(Problem to work on): Extract the lines from the first line of the records below through the line containing "the derivative term.", inclusive, and reproduce them exactly as written.

(Listed records):
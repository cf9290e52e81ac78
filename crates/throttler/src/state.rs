use std::collections::BTreeMap;

use thermal_types::ThrottlingConfig;

/// Mutable control-loop state for one registered sensor. Created once at
/// registration, reset to neutral values by [`SensorControlState::clear`],
/// updated every control cycle; never destroyed for the life of the
/// service.
#[derive(Debug, Clone)]
pub(crate) struct SensorControlState {
    /// Error of the previous cycle. `None` until the first budget
    /// computation, which then skips the derivative term.
    pub prev_err: Option<f64>,
    /// Integral accumulator, lazily seeded on the first cycle.
    pub i_budget: Option<f64>,
    /// Target severity-state index of the previous cycle.
    pub prev_target: Option<usize>,
    /// Resolved power budget of the previous cycle, transient included.
    pub prev_power_budget: Option<f64>,
    /// Remaining transient-blend cycles.
    pub tran_cycle: u32,
    /// Budget discontinuity captured at the last target-state change.
    pub budget_transient: f64,
    /// Active profile name; empty selects the default bound-device map.
    pub profile: String,
    /// Per-device PID power-budget allocation in mW.
    pub pid_power_budget: BTreeMap<String, f64>,
    /// Per-device PID state request.
    pub pid_cdev_request: BTreeMap<String, usize>,
    /// Per-device hard-limit state request.
    pub hardlimit_cdev_request: BTreeMap<String, usize>,
    /// Per-device release step. Negative values add throttling headroom
    /// under the `Increase` ramp policy.
    pub release_step: BTreeMap<String, i64>,
    /// Per-device resolved ("status") request, the sensor's current vote.
    pub cdev_status: BTreeMap<String, usize>,
}

impl SensorControlState {
    /// Seeds the per-device maps from the throttling config: PID entries
    /// for weighted devices, hard-limit entries for devices with a limit
    /// table, release entries for devices with a rail and thresholds.
    pub fn new(throttling: &ThrottlingConfig) -> Self {
        let mut state = Self {
            prev_err: None,
            i_budget: None,
            prev_target: None,
            prev_power_budget: None,
            tran_cycle: 0,
            budget_transient: 0.0,
            profile: String::new(),
            pid_power_budget: BTreeMap::new(),
            pid_cdev_request: BTreeMap::new(),
            hardlimit_cdev_request: BTreeMap::new(),
            release_step: BTreeMap::new(),
            cdev_status: BTreeMap::new(),
        };

        for (name, bound) in &throttling.bound_cdevs {
            if bound.has_pid_weight() {
                state.pid_power_budget.insert(name.clone(), f64::MAX);
                state.pid_cdev_request.insert(name.clone(), 0);
                state.cdev_status.insert(name.clone(), 0);
            }
            if bound.has_hard_limit() {
                state.hardlimit_cdev_request.insert(name.clone(), 0);
                state.cdev_status.insert(name.clone(), 0);
            }
            if bound.has_release_threshold() {
                state.release_step.insert(name.clone(), 0);
            }
        }
        state
    }

    /// Resets to neutral values (sensor fault/unplug). The resolved status
    /// and aggregate votes are left in place; the next control cycle
    /// recomputes and republishes them.
    pub fn clear(&mut self) {
        for budget in self.pid_power_budget.values_mut() {
            *budget = f64::MAX;
        }
        for request in self.pid_cdev_request.values_mut() {
            *request = 0;
        }
        for request in self.hardlimit_cdev_request.values_mut() {
            *request = 0;
        }
        for step in self.release_step.values_mut() {
            *step = 0;
        }
        self.prev_err = None;
        self.i_budget = None;
        self.prev_target = None;
        self.prev_power_budget = None;
        self.tran_cycle = 0;
        self.budget_transient = 0.0;
    }
}

#[cfg(test)]
mod tests {
    use super::*;
    use thermal_types::{BoundCdevConfig, Severity};

    fn weighted_cdev() -> BoundCdevConfig {
        BoundCdevConfig {
            cdev_weight_for_pid: [Some(1.0); Severity::COUNT],
            ..Default::default()
        }
    }

    #[test]
    fn registration_seeds_maps_per_capability() {
        let mut throttling = ThrottlingConfig::default();
        throttling.bound_cdevs.insert("pid-only".into(), weighted_cdev());
        throttling.bound_cdevs.insert(
            "hardlimit-only".into(),
            BoundCdevConfig {
                limit_info: [2; Severity::COUNT],
                ..Default::default()
            },
        );
        throttling.bound_cdevs.insert(
            "release".into(),
            BoundCdevConfig {
                power_rail: Some("VDD_A".into()),
                power_thresholds: [Some(100.0); Severity::COUNT],
                ..Default::default()
            },
        );

        let state = SensorControlState::new(&throttling);
        assert_eq!(state.pid_power_budget["pid-only"], f64::MAX);
        assert_eq!(state.pid_cdev_request["pid-only"], 0);
        assert!(!state.pid_cdev_request.contains_key("hardlimit-only"));
        assert_eq!(state.hardlimit_cdev_request["hardlimit-only"], 0);
        assert_eq!(state.release_step["release"], 0);
        // Devices participate in status/vote tracking only through PID or
        // hard-limit requests.
        assert_eq!(state.cdev_status.len(), 2);
    }

    #[test]
    fn clear_resets_to_neutral() {
        let mut throttling = ThrottlingConfig::default();
        throttling.bound_cdevs.insert("cpu".into(), weighted_cdev());

        let mut state = SensorControlState::new(&throttling);
        state.prev_err = Some(-3.0);
        state.i_budget = Some(120.0);
        state.prev_target = Some(3);
        state.prev_power_budget = Some(900.0);
        state.tran_cycle = 2;
        state.pid_power_budget.insert("cpu".into(), 500.0);
        state.pid_cdev_request.insert("cpu".into(), 4);
        state.cdev_status.insert("cpu".into(), 4);

        state.clear();
        assert_eq!(state.prev_err, None);
        assert_eq!(state.i_budget, None);
        assert_eq!(state.prev_target, None);
        assert_eq!(state.tran_cycle, 0);
        assert_eq!(state.pid_power_budget["cpu"], f64::MAX);
        assert_eq!(state.pid_cdev_request["cpu"], 0);
        // Status survives; the next cycle republishes it.
        assert_eq!(state.cdev_status["cpu"], 4);
    }
}
//! Engine surface: sensor registration, per-cycle updates and the
//! cross-sensor aggregate request store.
//!
//! Three stores sit behind independent locks (sensor configs, per-sensor
//! control state, per-device vote multisets). A cycle never holds two of
//! them at once: aggregate votes are snapshotted before the control-state
//! lock is taken and vote changes are applied after it is released, so
//! concurrent sensor cycles cannot deadlock across stores.

use std::collections::{BTreeMap, HashMap};
use std::sync::{Arc, RwLock};
use std::time::Duration;

use power_telemetry::PowerSnapshot;
use thermal_types::{CoolingDeviceInfo, SensorConfig, Severity};

use crate::aggregator::RequestVotes;
use crate::error::ThrottleError;
use crate::pid::CycleContext;
use crate::state::SensorControlState;
use crate::{allocator, hardlimit, pid, release, trace};

/// One sensor reading plus the cycle parameters derived from it.
#[derive(Debug, Clone, Copy)]
pub struct SensorUpdate<'a> {
    pub sensor: &'a str,
    /// Temperature in the sensor's own unit, multiplier already applied.
    pub temperature: f64,
    pub severity: Severity,
    /// Time since this sensor's previous cycle.
    pub elapsed: Duration,
    /// Emergency override: pin every PID device to its minimum budget.
    pub max_throttling: bool,
    /// Predicted future temperatures for the predictor compensation term.
    pub predictions: &'a [f64],
}

/// The throttling-decision engine.
pub struct ThermalThrottling {
    cdevs: HashMap<String, CoolingDeviceInfo>,
    configs: RwLock<HashMap<String, Arc<SensorConfig>>>,
    states: RwLock<HashMap<String, SensorControlState>>,
    votes: RwLock<HashMap<String, RequestVotes>>,
}

impl ThermalThrottling {
    pub fn new(cdevs: impl IntoIterator<Item = CoolingDeviceInfo>) -> Self {
        Self {
            cdevs: cdevs
                .into_iter()
                .map(|cdev| (cdev.name().to_string(), cdev))
                .collect(),
            configs: RwLock::new(HashMap::new()),
            states: RwLock::new(HashMap::new()),
            votes: RwLock::new(HashMap::new()),
        }
    }

    /// Registers a sensor for throttling. Every cooling device bound by the
    /// default map or any profile must be known, and each device the sensor
    /// can drive gets an initial unthrottled vote.
    pub fn register_sensor(&self, name: &str, config: SensorConfig) -> Result<(), ThrottleError> {
        let throttling = config
            .throttling
            .as_ref()
            .ok_or_else(|| ThrottleError::MissingThrottlingConfig(name.to_string()))?;

        let maps = std::iter::once(&throttling.bound_cdevs).chain(throttling.profiles.values());
        for map in maps {
            for cdev in map.keys() {
                if !self.cdevs.contains_key(cdev) {
                    return Err(ThrottleError::UnknownCoolingDevice {
                        sensor: name.to_string(),
                        cdev: cdev.clone(),
                    });
                }
            }
        }

        let state = SensorControlState::new(throttling);

        {
            let mut configs = self.configs.write().expect("poisoned");
            if configs.contains_key(name) {
                return Err(ThrottleError::DuplicateSensor(name.to_string()));
            }
            configs.insert(name.to_string(), Arc::new(config));
        }

        {
            let mut votes = self.votes.write().expect("poisoned");
            for cdev in state.cdev_status.keys() {
                let max_state = self.cdevs[cdev].max_state();
                votes
                    .entry(cdev.clone())
                    .or_insert_with(|| RequestVotes::new(max_state))
                    .insert(0);
            }
        }

        self.states
            .write()
            .expect("poisoned")
            .insert(name.to_string(), state);
        tracing::info!(sensor = name, "sensor registered for throttling");
        Ok(())
    }

    /// Switches the sensor's bound-device map. An unknown profile name logs
    /// a warning and falls back to the default map.
    pub fn set_profile(&self, sensor: &str, profile: &str) -> Result<(), ThrottleError> {
        let config = self.config(sensor)?;
        let throttling = config
            .throttling
            .as_ref()
            .ok_or_else(|| ThrottleError::MissingThrottlingConfig(sensor.to_string()))?;

        let mut states = self.states.write().expect("poisoned");
        let state = states
            .get_mut(sensor)
            .ok_or_else(|| ThrottleError::UnknownSensor(sensor.to_string()))?;

        if profile.is_empty() || throttling.profiles.contains_key(profile) {
            if state.profile != profile {
                tracing::info!(sensor, profile, "throttling profile switched");
                state.profile = profile.to_string();
            }
        } else {
            tracing::warn!(sensor, profile, "unknown profile, using default map");
            state.profile.clear();
        }
        Ok(())
    }

    /// Resets the sensor's controller state after a fault or sensor
    /// disconnect. Unknown sensors are ignored. Resolved requests and the
    /// sensor's aggregate votes stay in place until the next cycle.
    pub fn clear_throttling(&self, sensor: &str) {
        let mut states = self.states.write().expect("poisoned");
        if let Some(state) = states.get_mut(sensor) {
            state.clear();
            tracing::info!(sensor, "throttling state cleared");
        }
    }

    /// Runs one control cycle for a sensor and returns the cooling devices
    /// whose aggregate request changed, i.e. those hardware must be told
    /// about.
    pub fn run_cycle(
        &self,
        update: &SensorUpdate<'_>,
        snapshot: &PowerSnapshot,
    ) -> Result<Vec<String>, ThrottleError> {
        let config = self.config(update.sensor)?;
        let throttling = config
            .throttling
            .as_ref()
            .ok_or_else(|| ThrottleError::MissingThrottlingConfig(update.sensor.to_string()))?;

        let vote_snapshot: BTreeMap<String, usize> = {
            let votes = self.votes.read().expect("poisoned");
            votes
                .iter()
                .map(|(name, votes)| (name.clone(), votes.max().unwrap_or(0)))
                .collect()
        };

        let mut changes: Vec<(String, usize, usize)> = Vec::new();
        {
            let mut states = self.states.write().expect("poisoned");
            let state = states
                .get_mut(update.sensor)
                .ok_or_else(|| ThrottleError::UnknownSensor(update.sensor.to_string()))?;
            let bound = throttling.bound_cdevs_for(&state.profile);

            if !state.pid_power_budget.is_empty() {
                let ctx = CycleContext {
                    sensor_name: update.sensor,
                    config: &config,
                    throttling,
                    bound,
                    cdevs: &self.cdevs,
                    votes: &vote_snapshot,
                    snapshot,
                    severity: update.severity,
                    temperature: update.temperature,
                    elapsed: update.elapsed,
                    max_throttling: update.max_throttling,
                    predictions: update.predictions,
                };
                let total_power_budget = pid::update_power_budget(&ctx, state);
                match allocator::allocate_power(&ctx, total_power_budget, state) {
                    Ok(()) => allocator::update_requests_by_power(&self.cdevs, state),
                    Err(failure) => {
                        // Fail safe to unthrottled rather than drive devices
                        // from stale budgets.
                        tracing::error!(
                            sensor = update.sensor,
                            error = %failure,
                            "power allocation failed, clearing PID requests"
                        );
                        for request in state.pid_cdev_request.values_mut() {
                            *request = 0;
                        }
                    }
                }
            }

            if !state.hardlimit_cdev_request.is_empty() {
                hardlimit::update_requests_by_severity(bound, update.severity, state);
            }

            if !state.release_step.is_empty() {
                release::update_release_steps(
                    update.sensor,
                    &throttling.bound_cdevs,
                    &self.cdevs,
                    snapshot,
                    update.severity,
                    state,
                );
            }

            self.resolve_requests(update, bound, state, &mut changes);
        }

        // States lock released; publish the vote changes.
        let mut updated = Vec::new();
        let mut votes = self.votes.write().expect("poisoned");
        for (cdev, old, new) in changes {
            let Some(votes) = votes.get_mut(&cdev) else {
                continue;
            };
            if votes.replace(old, new) {
                trace::aggregate_request(&cdev, votes.max().unwrap_or(0));
                updated.push(cdev);
            }
        }
        Ok(updated)
    }

    /// Folds the per-engine requests into the sensor's resolved request per
    /// device, recording every change for vote publication.
    fn resolve_requests(
        &self,
        update: &SensorUpdate<'_>,
        bound: &BTreeMap<String, thermal_types::BoundCdevConfig>,
        state: &mut SensorControlState,
        changes: &mut Vec<(String, usize, usize)>,
    ) {
        let sev = update.severity.as_index();
        let SensorControlState {
            cdev_status,
            pid_cdev_request,
            hardlimit_cdev_request,
            release_step,
            ..
        } = state;

        for (name, status) in cdev_status {
            let (Some(bound_info), Some(cdev)) = (bound.get(name), self.cdevs.get(name)) else {
                continue;
            };
            let pid_request = pid_cdev_request.get(name).copied().unwrap_or(0);
            let hardlimit_request = hardlimit_cdev_request.get(name).copied().unwrap_or(0);
            let release = release_step.get(name).copied().unwrap_or(0);

            let mut request = pid_request.max(hardlimit_request) as i64;
            if release != 0 {
                request = if release >= request {
                    0
                } else {
                    request - release
                };
                // The power-link floor binds only while a release step is
                // active.
                request = request.max(bound_info.cdev_floor_with_power_link[sev] as i64);
            }
            let ceiling = bound_info.cdev_ceiling[sev].min(cdev.max_state());
            let request = request.clamp(0, ceiling as i64) as usize;

            tracing::debug!(
                sensor = update.sensor,
                cdev = name.as_str(),
                pid_request,
                hardlimit_request,
                release,
                request,
                "resolved request"
            );
            if *status != request {
                trace::cdev_request(update.sensor, name, request);
                changes.push((name.clone(), *status, request));
                *status = request;
            }
        }
    }

    /// The most restrictive request over every registered sensor, the value
    /// hardware should run at. `None` for devices no sensor drives.
    pub fn aggregate_request(&self, cdev: &str) -> Option<usize> {
        self.votes.read().expect("poisoned").get(cdev)?.max()
    }

    /// The sensor's current resolved request per device.
    pub fn sensor_requests(
        &self,
        sensor: &str,
    ) -> Result<BTreeMap<String, usize>, ThrottleError> {
        let states = self.states.read().expect("poisoned");
        states
            .get(sensor)
            .map(|state| state.cdev_status.clone())
            .ok_or_else(|| ThrottleError::UnknownSensor(sensor.to_string()))
    }

    fn config(&self, sensor: &str) -> Result<Arc<SensorConfig>, ThrottleError> {
        self.configs
            .read()
            .expect("poisoned")
            .get(sensor)
            .cloned()
            .ok_or_else(|| ThrottleError::UnknownSensor(sensor.to_string()))
    }
}

#[cfg(test)]
mod tests {
    use thermal_types::{BoundCdevConfig, ThrottlingConfig};

    use super::*;

    fn engine_with_one_cdev() -> ThermalThrottling {
        ThermalThrottling::new([CoolingDeviceInfo::new(
            "cpu",
            vec![600.0, 300.0, 0.0],
        )
        .unwrap()])
    }

    fn hardlimit_config() -> SensorConfig {
        let mut throttling = ThrottlingConfig::default();
        throttling.bound_cdevs.insert(
            "cpu".into(),
            BoundCdevConfig {
                limit_info: [0, 0, 0, 1, 2, 2, 2],
                ..Default::default()
            },
        );
        SensorConfig {
            throttling: Some(throttling),
            ..Default::default()
        }
    }

    #[test]
    fn register_rejects_duplicates_and_unknown_cdevs() {
        let engine = engine_with_one_cdev();
        engine.register_sensor("skin", hardlimit_config()).unwrap();
        assert!(matches!(
            engine.register_sensor("skin", hardlimit_config()),
            Err(ThrottleError::DuplicateSensor(_))
        ));

        let mut config = hardlimit_config();
        config
            .throttling
            .as_mut()
            .unwrap()
            .bound_cdevs
            .insert("fan".into(), BoundCdevConfig::default());
        assert!(matches!(
            engine.register_sensor("soc", config),
            Err(ThrottleError::UnknownCoolingDevice { .. })
        ));
    }

    #[test]
    fn register_requires_throttling_config() {
        let engine = engine_with_one_cdev();
        assert!(matches!(
            engine.register_sensor("skin", SensorConfig::default()),
            Err(ThrottleError::MissingThrottlingConfig(_))
        ));
    }

    #[test]
    fn unknown_profile_falls_back_to_default() {
        let engine = engine_with_one_cdev();
        engine.register_sensor("skin", hardlimit_config()).unwrap();
        engine.set_profile("skin", "nonexistent").unwrap();
        let states = engine.states.read().unwrap();
        assert_eq!(states["skin"].profile, "");
    }

    #[test]
    fn clear_is_a_noop_for_unknown_sensor() {
        let engine = engine_with_one_cdev();
        engine.clear_throttling("ghost");
    }
}
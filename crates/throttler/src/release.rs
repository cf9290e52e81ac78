//! Power-rail release hysteresis.
//!
//! Per bound device with a release threshold, compares the rail's averaged
//! power against the threshold for the current severity and ramps a
//! per-device release step according to the configured policy. The step is
//! subtracted from the resolved request later, so a positive step releases
//! throttling and a negative one adds headroom.

use std::collections::{BTreeMap, HashMap};

use power_telemetry::PowerSnapshot;
use thermal_types::{BoundCdevConfig, CoolingDeviceInfo, ReleaseLogic, Severity};

use crate::state::SensorControlState;
use crate::trace;

pub(crate) fn update_release_steps(
    sensor_name: &str,
    bound: &BTreeMap<String, BoundCdevConfig>,
    cdevs: &HashMap<String, CoolingDeviceInfo>,
    snapshot: &PowerSnapshot,
    severity: Severity,
    state: &mut SensorControlState,
) {
    let sev = severity.as_index();
    for (name, step) in &mut state.release_step {
        let (Some(config), Some(cdev)) = (bound.get(name), cdevs.get(name)) else {
            continue;
        };
        let max_state = cdev.max_state() as i64;

        let avg_power = config
            .power_rail
            .as_deref()
            .and_then(|rail| snapshot.avg_power(rail));
        let avg_power = match avg_power {
            Some(power) if power >= 0.0 => power,
            // No usable telemetry: power-linked devices pin fully released
            // so the floor-with-power-link clamp takes over.
            _ => {
                *step = if config.throttling_with_power_link {
                    max_state
                } else {
                    0
                };
                continue;
            }
        };

        let threshold = config.power_thresholds[sev];
        let mut is_over_budget = true;
        if let Some(threshold) = threshold {
            let under = if config.high_power_check {
                avg_power > threshold
            } else {
                avg_power < threshold
            };
            if under {
                is_over_budget = false;
            }
        }
        tracing::debug!(
            sensor = sensor_name,
            cdev = name.as_str(),
            rail = config.power_rail.as_deref().unwrap_or(""),
            threshold = threshold.unwrap_or(f64::NAN),
            avg_power,
            is_over_budget,
            "release check"
        );
        trace::release_check(
            sensor_name,
            config.power_rail.as_deref().unwrap_or(""),
            threshold.unwrap_or(f64::NAN),
            avg_power,
        );

        match config.release_logic {
            ReleaseLogic::Increase => {
                if is_over_budget {
                    *step = 0;
                } else if step.abs() < max_state {
                    *step -= 1;
                }
            }
            ReleaseLogic::Decrease => {
                if is_over_budget {
                    *step = 0;
                } else if *step < max_state {
                    *step += 1;
                }
            }
            ReleaseLogic::Stepwise => {
                if is_over_budget {
                    if step.abs() < max_state {
                        *step -= 1;
                    }
                } else if *step < max_state {
                    *step += 1;
                }
            }
            ReleaseLogic::ReleaseToFloor => {
                *step = if is_over_budget { 0 } else { max_state };
            }
            ReleaseLogic::None => {}
        }
    }
}
use derive_more::Display;
use thiserror::Error;

/// Registration and lookup failures. Fatal to the operation that raised
/// them, never to the process.
#[derive(Error, Debug)]
pub enum ThrottleError {
    #[error("sensor `{0}` throttling state has already been registered")]
    DuplicateSensor(String),

    #[error("sensor `{0}` has no throttling config")]
    MissingThrottlingConfig(String),

    #[error("sensor `{sensor}` is bound to unknown cooling device `{cdev}`")]
    UnknownCoolingDevice { sensor: String, cdev: String },

    #[error("sensor `{0}` is not registered")]
    UnknownSensor(String),
}

/// Why a PID allocation cycle could not complete. The engine reacts by
/// zeroing every PID-driven request of the sensor (fail-safe to
/// unthrottled) and carrying on.
#[derive(Debug, Display, PartialEq, Eq)]
pub(crate) enum AllocationFailure {
    /// A device throttled with a power link has no usable telemetry.
    #[display("cooling device `{cdev}` requires telemetry on rail `{rail}`")]
    MissingPowerLink { cdev: String, rail: String },

    /// A bound device is missing from the aggregate-request store.
    #[display("cooling device `{cdev}` not present in aggregate request store")]
    UnknownVote { cdev: String },
}

impl core::error::Error for AllocationFailure {}
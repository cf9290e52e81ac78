//! Power-rail telemetry provider.
//!
//! Maintains, per named power rail, a monotonically increasing
//! (energy, elapsed-time) counter pair and derives an average-power
//! estimate over a configurable sample window. Virtual rails combine
//! several physical rails through a configurable formula. Consumers read
//! a [`PowerSnapshot`], immutable for the duration of one control cycle.

mod provider;
mod rail;
mod sample;

pub use provider::{PowerSnapshot, PowerTelemetry, RailPower};
pub use rail::{Formula, RailConfig, VirtualRailConfig};
pub use sample::{average_power, parse_energy_dump, parse_energy_line, EnergySample};

use thiserror::Error;

#[derive(Error, Debug, PartialEq)]
pub enum TelemetryError {
    /// The energy counter or its duration moved backward. The offending
    /// average-power computation is discarded for the cycle and corrected
    /// automatically on the next valid sample pair.
    #[error(
        "power rail `{rail}` sample regressed: \
         last={last_energy}(T={last_duration}) curr={curr_energy}(T={curr_duration})"
    )]
    InvalidSample {
        rail: String,
        last_energy: u64,
        last_duration: u64,
        curr_energy: u64,
        curr_duration: u64,
    },

    /// A rail (or a virtual rail's linked rail) has no energy source.
    #[error("could not find energy source `{0}`")]
    UnknownEnergySource(String),

    /// A virtual rail's coefficient table does not match its linked rails.
    #[error("virtual rail `{0}` has mismatched linked_rails/coefficients")]
    MalformedVirtualRail(String),
}
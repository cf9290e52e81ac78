use serde::{Deserialize, Serialize};

/// Ordered thermal urgency level driving which configuration row applies.
///
/// The scale has a fixed total count so per-severity tables can be stored as
/// fixed-size arrays indexed by [`Severity::as_index`].
#[derive(
    Debug, Clone, Copy, PartialEq, Eq, PartialOrd, Ord, Hash, Serialize, Deserialize, Default,
)]
pub enum Severity {
    #[default]
    None,
    Light,
    Moderate,
    Severe,
    Critical,
    Emergency,
    Shutdown,
}

impl Severity {
    /// Total number of severity levels.
    pub const COUNT: usize = 7;

    /// All levels in ascending order.
    pub const ALL: [Severity; Severity::COUNT] = [
        Severity::None,
        Severity::Light,
        Severity::Moderate,
        Severity::Severe,
        Severity::Critical,
        Severity::Emergency,
        Severity::Shutdown,
    ];

    /// Index of this level into a [`PerSeverity`] table.
    pub const fn as_index(self) -> usize {
        self as usize
    }

    pub fn from_index(index: usize) -> Option<Self> {
        Self::ALL.get(index).copied()
    }

    pub fn iter() -> impl Iterator<Item = Severity> {
        Self::ALL.into_iter()
    }
}

impl std::fmt::Display for Severity {
    fn fmt(&self, f: &mut std::fmt::Formatter<'_>) -> std::fmt::Result {
        write!(f, "{self:?}")
    }
}

/// Table with exactly one entry per severity level.
pub type PerSeverity<T> = [T; Severity::COUNT];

(Result of the exercise):
repository cf9290e52e81ac78
filename crates/throttler/src/state.rs
use std::collections::BTreeMap;

use thermal_types::ThrottlingConfig;

/// Mutable control-loop state for one registered sensor. Created once at
/// registration, reset to neutral values by [`SensorControlState::clear`],
/// updated every control cycle; never destroyed for the life of the
/// service.
#[derive(Debug, Clone)]
pub(crate) struct SensorControlState {
    /// Error of the previous cycle. `None` until the first budget
    /// computation, which then skips the derivative term.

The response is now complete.